Robbie Mertz

Personal information
- Full name: Charles Robbins Mertz Jr.
- Date of birth: December 4, 1996 (age 29)
- Place of birth: Pittsburgh, Pennsylvania, United States
- Height: 5 ft 7 in (1.70 m)
- Position: Midfielder

Team information
- Current team: Pittsburgh Riverhounds
- Number: 14

Youth career
- 2005–2015: Century United

College career
- Years: Team / Apps / (Gls)
- 2015–2018: Michigan Wolverines / 76 / (9)

Senior career*
- Years: Team / Apps / (Gls)
- 2016: Chicago FC United / 9 / (2)
- 2017: Burlingame Dragons / 3 / (0)
- 2019–2020: Pittsburgh Riverhounds / 40 / (11)
- 2021–2022: Atlanta United 2 / 48 / (4)
- 2022–: Pittsburgh Riverhounds / 99 / (11)

= Robbie Mertz =

American soccer player (born 1996)

Charles Robbins Mertz Jr. (born December 4, 1996) is an American professional soccer player who plays as a midfielder for USL Championship club Pittsburgh Riverhounds SC. He played college soccer for the Michigan Wolverines.

==Career==
===College and amateur===
Mertz played four years of college soccer at the University of Michigan between 2015 and 2018.

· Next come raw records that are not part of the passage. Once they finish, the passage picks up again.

#[cfg(test)]
mod tests {
    use super::*;
    use crate::db::{Exercise, RoutineDay, RoutineSetup};
    use crate::exercises::MuscleGroup;

    fn today() -> NaiveDate {
        NaiveDate::from_ymd_opt(2026, 3, 14).unwrap()
    }

    /// User with a 3-day routine: chest, back, legs
    fn create_db_with_routine() -> (Database, i64) {
        let mut db = Database::open_in_memory().unwrap();
        let user_id = db.create_user("ann@example.com", "hash").unwrap().id;
        let setup = RoutineSetup {
            days_per_week: 3,
            routine_days: vec![
                RoutineDay { day_number: 1, muscle_groups: vec![MuscleGroup::Chest] },
                RoutineDay { day_number: 2, muscle_groups: vec![MuscleGroup::Back] },
                RoutineDay { day_number: 3, muscle_groups: vec![MuscleGroup::Legs] },
            ],
        };
        db.save_routine(user_id, &setup).unwrap();
        (db, user_id)
    }

    fn first_of(db: &Database, user_id: i64, group: MuscleGroup) -> Exercise {
        db.list_exercises(user_id)
            .unwrap()
            .into_iter()
            .find(|e| e.muscle_group == group)
            .unwrap()
    }

    fn result(exercise_id: i64, weight_used: Option<f64>) -> ExerciseResult {
        ExerciseResult { exercise_id, sets_completed: 3, reps_completed: 10, weight_used }
    }

    #[test]
    fn test_workout_state_created_at_day_one() {
        let (db, user_id) = create_db_with_routine();
        let state = db.workout_state(user_id).unwrap();
        assert_eq!(state.current_day_number, 1);
        assert!(state.last_workout_date.is_none());
        // Second read returns the same row
        assert_eq!(db.workout_state(user_id).unwrap(), state);
    }

    #[test]
    fn test_complete_workout_logs_and_advances() {
        let (mut db, user_id) = create_db_with_routine();
        let bench = first_of(&db, user_id, MuscleGroup::Chest);

        let workout = CompleteWorkout { day_number: 1, exercises: vec![result(bench.id, Some(80.0))] };
        let completed = db.complete_workout(user_id, &workout, today()).unwrap();
        assert_eq!(completed.next_day, 2);
        assert_eq!(completed.exercises_logged, 1);

        let bench = db.get_exercise(user_id, bench.id).unwrap().unwrap();
        assert_eq!(bench.times_performed, 1);
        assert_eq!(bench.current_weight, Some(80.0));

        let state = db.workout_state(user_id).unwrap();
        assert_eq!(state.current_day_number, 2);
        assert_eq!(state.last_workout_date, Some(today()));

        let logs = db.recent_logs(user_id, DEFAULT_LOG_LIMIT).unwrap();
        assert_eq!(logs.len(), 1);
        assert_eq!(logs[0].session_id, completed.session_id);
        assert_eq!(logs[0].sets_completed, 3);
        assert_eq!(logs[0].workout_date, today());
    }

    #[test]
    fn test_complete_last_day_wraps() {
        let (mut db, user_id) = create_db_with_routine();
        let workout = CompleteWorkout { day_number: 3, exercises: vec![] };
        let completed = db.complete_workout(user_id, &workout, today()).unwrap();
        assert_eq!(completed.next_day, 1);
        assert_eq!(db.workout_state(user_id).unwrap().current_day_number, 1);
    }

    #[test]
    fn test_zero_weight_keeps_previous_weight() {
        let (mut db, user_id) = create_db_with_routine();
        let bench = first_of(&db, user_id, MuscleGroup::Chest);

        let heavy = CompleteWorkout { day_number: 1, exercises: vec![result(bench.id, Some(80.0))] };
        db.complete_workout(user_id, &heavy, today()).unwrap();
        let bodyweight = CompleteWorkout { day_number: 1, exercises: vec![result(bench.id, Some(0.0))] };
        db.complete_workout(user_id, &bodyweight, today()).unwrap();
        let unknown = CompleteWorkout { day_number: 1, exercises: vec![result(bench.id, None)] };
        db.complete_workout(user_id, &unknown, today()).unwrap();

        let bench = db.get_exercise(user_id, bench.id).unwrap().unwrap();
        assert_eq!(bench.current_weight, Some(80.0));
        assert_eq!(bench.times_performed, 3);
    }

    #[test]
    fn test_session_order_increments() {
        let (mut db, user_id) = create_db_with_routine();
        for day in 1..=3 {
            let workout = CompleteWorkout { day_number: day, exercises: vec![] };
            db.complete_workout(user_id, &workout, today()).unwrap();
        }
        let sessions = db.recent_sessions(user_id, DEFAULT_SESSION_LIMIT).unwrap();
        let orders: Vec<_> = sessions.iter().map(|s| s.session_order).collect();
        assert_eq!(orders, vec![1, 2, 3]);

        let last_two = db.recent_sessions(user_id, 2).unwrap();
        let orders: Vec<_> = last_two.iter().map(|s| s.session_order).collect();
        assert_eq!(orders, vec![2, 3]);
    }

    #[test]
    fn test_complete_without_routine() {
        let mut db = Database::open_in_memory().unwrap();
        let user_id = db.create_user("bob@example.com", "hash").unwrap().id;
        let workout = CompleteWorkout { day_number: 1, exercises: vec![] };
        assert!(matches!(
            db.complete_workout(user_id, &workout, today()),
            Err(WorkoutError::NoRoutine)
        ));
    }

    #[test]
    fn test_complete_unknown_user() {
        let (mut db, _user_id) = create_db_with_routine();
        let workout = CompleteWorkout { day_number: 1, exercises: vec![] };
        assert!(matches!(
            db.complete_workout(999, &workout, today()),
            Err(WorkoutError::UserNotFound)
        ));
    }

    #[test]
    fn test_complete_day_out_of_range() {
        let (mut db, user_id) = create_db_with_routine();
        for day in [0, 4] {
            let workout = CompleteWorkout { day_number: day, exercises: vec![] };
            assert!(matches!(
                db.complete_workout(user_id, &workout, today()),
                Err(WorkoutError::DayOutOfRange { days_per_week: 3, .. })
            ));
        }
    }

    #[test]
    fn test_foreign_exercise_rolls_back() {
        let (mut db, ann) = create_db_with_routine();
        let bob = db.create_user("bob@example.com", "hash").unwrap().id;
        let anns_bench = first_of(&db, ann, MuscleGroup::Chest);
        let bobs_bench = first_of(&db, bob, MuscleGroup::Chest);

        let workout = CompleteWorkout {
            day_number: 1,
            exercises: vec![result(anns_bench.id, Some(50.0)), result(bobs_bench.id, None)],
        };
        assert!(matches!(
            db.complete_workout(ann, &workout, today()),
            Err(WorkoutError::ExerciseNotFound(id)) if id == bobs_bench.id
        ));

        assert!(db.recent_sessions(ann, DEFAULT_SESSION_LIMIT).unwrap().is_empty());
        assert_eq!(db.get_exercise(ann, anns_bench.id).unwrap().unwrap().times_performed, 0);
        assert_eq!(db.workout_state(ann).unwrap().current_day_number, 1);
    }

    #[test]
    fn test_invalid_weight_rejected() {
        let (mut db, user_id) = create_db_with_routine();
        let bench = first_of(&db, user_id, MuscleGroup::Chest);
        let workout = CompleteWorkout { day_number: 1, exercises: vec![result(bench.id, Some(301.0))] };
        assert!(matches!(
            db.complete_workout(user_id, &workout, today()),
            Err(WorkoutError::InvalidEntry(_))
        ));
    }

    #[test]
    fn test_logs_for_sessions() {
        let (mut db, user_id) = create_db_with_routine();
        let bench = first_of(&db, user_id, MuscleGroup::Chest);
        let row = first_of(&db, user_id, MuscleGroup::Back);

        let day_one = CompleteWorkout { day_number: 1, exercises: vec![result(bench.id, None)] };
        let first = db.complete_workout(user_id, &day_one, today()).unwrap();
        let day_two = CompleteWorkout { day_number: 2, exercises: vec![result(row.id, None)] };
        let second = db.complete_workout(user_id, &day_two, today()).unwrap();

        let logs = db.logs_for_sessions(user_id, &[second.session_id]).unwrap();
        assert_eq!(logs.len(), 1);
        assert_eq!(logs[0].exercise_id, row.id);

        let logs = db.logs_for_sessions(user_id, &[first.session_id, second.session_id]).unwrap();
        assert_eq!(logs.len(), 2);
        assert!(db.logs_for_sessions(user_id, &[]).unwrap().is_empty());
        assert!(db.logs_for_sessions(999, &[first.session_id]).unwrap().is_empty());
    }

    #[test]
    fn test_recent_logs_limit() {
        let (mut db, user_id) = create_db_with_routine();
        let bench = first_of(&db, user_id, MuscleGroup::Chest);
        let workout = CompleteWorkout {
            day_number: 1,
            exercises: vec![result(bench.id, None), result(bench.id, None), result(bench.id, None)],
        };
        db.complete_workout(user_id, &workout, today()).unwrap();
        assert_eq!(db.recent_logs(user_id, 2).unwrap().len(), 2);
        assert_eq!(db.get_exercise(user_id, bench.id).unwrap().unwrap().times_performed, 3);
    }
}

Mertz also played with Premier Development League sides Chicago FC United and Burlingame Dragons.

===Professional===
On January 14, 2019, Mertz was selected 76th overall in the 2019 MLS SuperDraft by Colorado Rapids. However, he was released by the club during their pre-season.

Mertz signed his first professional deal with USL Championship club Pittsburgh Riverhounds on March 29, 2019.

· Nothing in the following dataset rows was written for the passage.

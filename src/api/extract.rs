//! Extractors whose rejections render as `ApiError`

use axum::extract::{FromRequest, FromRequestParts};
use axum::response::{IntoResponse, Response};
use serde::Serialize;

use crate::error::ApiError;

/// JSON body in, JSON body out
#[derive(Debug, FromRequest)]
#[from_request(via(axum::Json), rejection(ApiError))]
pub struct Json<T>(pub T);

impl<T: Serialize> IntoResponse for Json<T> {
    fn into_response(self) -> Response {
        axum::Json(self.0).into_response()
    }
}

#[derive(Debug, FromRequestParts)]
#[from_request(via(axum::extract::Query), rejection(ApiError))]
pub struct Query<T>(pub T);

#[derive(Debug, FromRequestParts)]
#[from_request(via(axum::extract::Path), rejection(ApiError))]
pub struct Path<T>(pub T);
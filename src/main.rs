//! fitjournal - Fitness journal service
//!
//! Exercises, weekly routines, workout logging and next-workout planning

use anyhow::Result;
use clap::{Parser, Subcommand};
use tracing_subscriber::EnvFilter;

use fitjournal::Database;
use fitjournal::config::ServerConfig;
use fitjournal::exercises::MuscleGroup;

#[derive(Parser)]
#[command(name = "fitjournal")]
#[command(author, version, about = "Fitness journal service")]
struct Cli {
    /// SQLite database file
    #[arg(long, global = true, env = "FITJOURNAL_DB", default_value = "fitjournal.db")]
    db: String,

    #[command(flatten)]
    server: ServerConfig,

    #[command(subcommand)]
    command: Option<Commands>,
}

#[derive(Subcommand)]
enum Commands {
    /// Run the HTTP API
    Serve,

    /// Load the default exercise catalog
    Seed {
        /// Replace the catalog even if it already has entries
        #[arg(short, long)]
        force: bool,
    },

    /// Print the default exercise catalog
    Catalog,

    /// Manage an account
    User {
        #[command(subcommand)]
        action: UserAction,
    },
}

#[derive(Subcommand, Debug, PartialEq)]
enum UserAction {
    /// Allow the account to log in again
    Enable { id: i64 },

    /// Block logins for the account
    Disable { id: i64 },

    /// Delete the account and all of its data
    Delete { id: i64 },
}

#[tokio::main]
async fn main() -> Result<()> {
    // Load .env file if present
    dotenvy::dotenv().ok();

    tracing_subscriber::fmt()
        .with_env_filter(EnvFilter::try_from_default_env().unwrap_or_else(|_| EnvFilter::new("info")))
        .init();

    let cli = Cli::parse();
    let mut db = Database::open(&cli.db)?;

    match cli.command {
        Some(Commands::Seed { force }) => {
            let seeded = db.seed_default_exercises(force)?;
            if seeded == 0 {
                println!("Catalog already populated (use --force to reload)");
            } else {
                println!("Seeded {} default exercises into {}", seeded, cli.db);
            }
        }

        Some(Commands::Catalog) => {
            let catalog = db.list_default_exercises()?;
            println!("Default exercises ({})", catalog.len());
            println!("{:-<60}", "");
            for group in MuscleGroup::all() {
                let names: Vec<&str> = catalog
                    .iter()
                    .filter(|e| e.muscle_group == *group)
                    .map(|e| e.name.as_str())
                    .collect();
                println!("{:10} | {}", group, names.join(", "));
            }
        }

        Some(Commands::User { action }) => {
            let (id, found, done) = match action {
                UserAction::Enable { id } => (id, db.set_user_active(id, true)?, "enabled"),
                UserAction::Disable { id } => (id, db.set_user_active(id, false)?, "disabled"),
                UserAction::Delete { id } => (id, db.delete_user(id)?, "deleted"),
            };
            if found {
                println!("User {} {}", id, done);
            } else {
                anyhow::bail!("User {} not found", id);
            }
        }

        Some(Commands::Serve) | None => {
            fitjournal::api::serve(db, &cli.server).await?;
        }
    }

    Ok(())
}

On January 12, 2021, Mertz moved to USL Championship side Atlanta United 2. Mertz quickly became a fixture for Atlanta 2, wearing the captain's armband often in 2021 and in every match he played in 2022.

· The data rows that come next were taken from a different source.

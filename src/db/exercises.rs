//! Default catalog and per-user exercises

use anyhow::Result;
use chrono::{DateTime, Utc};
use rusqlite::{Connection, OptionalExtension, Row, params};
use serde::{Deserialize, Serialize};

use super::Database;
use crate::exercises::{DEFAULT_EXERCISES, MuscleGroup};

/// Catalog template row
#[derive(Debug, Clone, Serialize)]
pub struct DefaultExercise {
    pub id: i64,
    pub name: String,
    pub muscle_group: MuscleGroup,
    pub link: Option<String>,
}

/// Exercise owned by one user
#[derive(Debug, Clone, Serialize)]
pub struct Exercise {
    pub id: i64,
    pub user_id: i64,
    pub name: String,
    pub muscle_group: MuscleGroup,
    pub current_weight: Option<f64>,
    pub is_in_routine: bool,
    pub times_performed: u32,
    pub link: Option<String>,
    pub comments: Option<String>,
    pub created_at: DateTime<Utc>,
    pub updated_at: DateTime<Utc>,
}

/// Body of exercise create and update requests
#[derive(Debug, Clone, Deserialize)]
pub struct ExerciseInput {
    pub name: String,
    pub muscle_group: MuscleGroup,
    #[serde(default)]
    pub current_weight: Option<f64>,
    #[serde(default)]
    pub link: Option<String>,
    #[serde(default)]
    pub comments: Option<String>,
    /// Left unchanged on update when absent; new exercises default to in-routine
    #[serde(default)]
    pub is_in_routine: Option<bool>,
}

impl ExerciseInput {
    pub fn new(name: &str, muscle_group: MuscleGroup) -> Self {
        Self {
            name: name.to_string(),
            muscle_group,
            current_weight: None,
            link: None,
            comments: None,
            is_in_routine: None,
        }
    }

    pub fn validate(&self) -> Result<(), String> {
        let name_len = self.name.trim().chars().count();
        if name_len == 0 || name_len > 50 {
            return Err("name must be between 1 and 50 characters".to_string());
        }
        if self.current_weight.is_some_and(|w| !(0.0..=300.0).contains(&w)) {
            return Err("current_weight must be between 0 and 300".to_string());
        }
        if self.link.as_ref().is_some_and(|l| l.chars().count() > 500) {
            return Err("link must be at most 500 characters".to_string());
        }
        if self.comments.as_ref().is_some_and(|c| c.chars().count() > 300) {
            return Err("comments must be at most 300 characters".to_string());
        }
        Ok(())
    }
}

const EXERCISE_COLUMNS: &str = "id, user_id, name, muscle_group, current_weight, is_in_routine, \
    times_performed, link, comments, created_at, updated_at";

fn exercise_from_row(row: &Row) -> rusqlite::Result<Exercise> {
    Ok(Exercise {
        id: row.get(0)?,
        user_id: row.get(1)?,
        name: row.get(2)?,
        muscle_group: row.get(3)?,
        current_weight: row.get(4)?,
        is_in_routine: row.get(5)?,
        times_performed: row.get(6)?,
        link: row.get(7)?,
        comments: row.get(8)?,
        created_at: row.get(9)?,
        updated_at: row.get(10)?,
    })
}

/// Copy every catalog template into the user's own exercises
pub(crate) fn clone_default_exercises(
    conn: &Connection,
    user_id: i64,
    now: DateTime<Utc>,
) -> rusqlite::Result<usize> {
    conn.execute(
        "INSERT INTO exercises (user_id, name, muscle_group, link, created_at, updated_at)
         SELECT ?1, name, muscle_group, link, ?2, ?2 FROM default_exercises ORDER BY id",
        params![user_id, now],
    )
}

/// All exercises owned by a user, in creation order
pub(crate) fn user_exercises(conn: &Connection, user_id: i64) -> rusqlite::Result<Vec<Exercise>> {
    let mut stmt = conn.prepare(&format!(
        "SELECT {} FROM exercises WHERE user_id = ?1 ORDER BY id",
        EXERCISE_COLUMNS
    ))?;
    let exercises = stmt
        .query_map([user_id], exercise_from_row)?
        .collect::<Result<Vec<_>, _>>()?;
    Ok(exercises)
}

pub(crate) fn find_exercise(
    conn: &Connection,
    user_id: i64,
    exercise_id: i64,
) -> rusqlite::Result<Option<Exercise>> {
    conn.query_row(
        &format!("SELECT {} FROM exercises WHERE id = ?1 AND user_id = ?2", EXERCISE_COLUMNS),
        [exercise_id, user_id],
        exercise_from_row,
    )
    .optional()
}

/// Ids of the user's in-routine exercises that train one of `groups`
pub(crate) fn routine_exercise_ids(
    conn: &Connection,
    user_id: i64,
    groups: &[MuscleGroup],
) -> rusqlite::Result<Vec<i64>> {
    Ok(user_exercises(conn, user_id)?
        .into_iter()
        .filter(|e| e.is_in_routine && groups.contains(&e.muscle_group))
        .map(|e| e.id)
        .collect())
}

impl Database {
    /// Get the catalog templates
    pub fn list_default_exercises(&self) -> Result<Vec<DefaultExercise>> {
        let mut stmt = self
            .conn
            .prepare("SELECT id, name, muscle_group, link FROM default_exercises ORDER BY id")?;

        let defaults = stmt
            .query_map([], |row| {
                Ok(DefaultExercise {
                    id: row.get(0)?,
                    name: row.get(1)?,
                    muscle_group: row.get(2)?,
                    link: row.get(3)?,
                })
            })?
            .collect::<Result<Vec<_>, _>>()?;

        Ok(defaults)
    }

    /// Fill the catalog from the built-in list.
    ///
    /// Without `force` an already populated catalog is left alone. Existing
    /// user exercises are never touched.
    pub fn seed_default_exercises(&mut self, force: bool) -> Result<usize> {
        let tx = self.conn.transaction()?;

        let existing: i64 =
            tx.query_row("SELECT COUNT(*) FROM default_exercises", [], |row| row.get(0))?;
        if existing > 0 && !force {
            return Ok(0);
        }

        tx.execute("DELETE FROM default_exercises", [])?;
        {
            let mut stmt = tx.prepare(
                "INSERT INTO default_exercises (name, muscle_group, link) VALUES (?1, ?2, ?3)",
            )?;
            for exercise in DEFAULT_EXERCISES {
                stmt.execute(params![exercise.name, exercise.muscle_group, exercise.link])?;
            }
        }

        tx.commit()?;
        Ok(DEFAULT_EXERCISES.len())
    }

    pub fn list_exercises(&self, user_id: i64) -> Result<Vec<Exercise>> {
        Ok(user_exercises(&self.conn, user_id)?)
    }

    pub fn get_exercise(&self, user_id: i64, exercise_id: i64) -> Result<Option<Exercise>> {
        Ok(find_exercise(&self.conn, user_id, exercise_id)?)
    }

    pub fn create_exercise(&self, user_id: i64, input: &ExerciseInput) -> Result<Exercise> {
        let now = Utc::now();
        self.conn.execute(
            "INSERT INTO exercises
                (user_id, name, muscle_group, current_weight, is_in_routine, link, comments, created_at, updated_at)
             VALUES (?1, ?2, ?3, ?4, ?5, ?6, ?7, ?8, ?8)",
            params![
                user_id,
                input.name.trim(),
                input.muscle_group,
                input.current_weight,
                input.is_in_routine.unwrap_or(true),
                input.link,
                input.comments,
                now,
            ],
        )?;

        let id = self.conn.last_insert_rowid();
        find_exercise(&self.conn, user_id, id)?
            .ok_or_else(|| anyhow::anyhow!("exercise {} vanished after insert", id))
    }

    /// Replace an exercise's editable fields; `None` if the user has no such exercise
    pub fn update_exercise(
        &self,
        user_id: i64,
        exercise_id: i64,
        input: &ExerciseInput,
    ) -> Result<Option<Exercise>> {
        let changed = self.conn.execute(
            "UPDATE exercises SET
                name = ?1,
                muscle_group = ?2,
                current_weight = ?3,
                link = ?4,
                comments = ?5,
                is_in_routine = COALESCE(?6, is_in_routine),
                updated_at = ?7
             WHERE id = ?8 AND user_id = ?9",
            params![
                input.name.trim(),
                input.muscle_group,
                input.current_weight,
                input.link,
                input.comments,
                input.is_in_routine,
                Utc::now(),
                exercise_id,
                user_id,
            ],
        )?;

        if changed == 0 {
            return Ok(None);
        }
        self.get_exercise(user_id, exercise_id)
    }

    pub fn delete_exercise(&self, user_id: i64, exercise_id: i64) -> Result<bool> {
        let changed = self.conn.execute(
            "DELETE FROM exercises WHERE id = ?1 AND user_id = ?2",
            [exercise_id, user_id],
        )?;
        Ok(changed > 0)
    }
}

On July 20, 2022, Mertz returned to Pittsburgh Riverhounds SC in exchange for conditional compensation.

==Personal life==
Mertz is married to University of North Carolina women’s soccer player Kate Morris. The couple welcomed their first son on June 5, 2025.

Mertz has three siblings; his younger sister Landy played college soccer at Pittsburgh.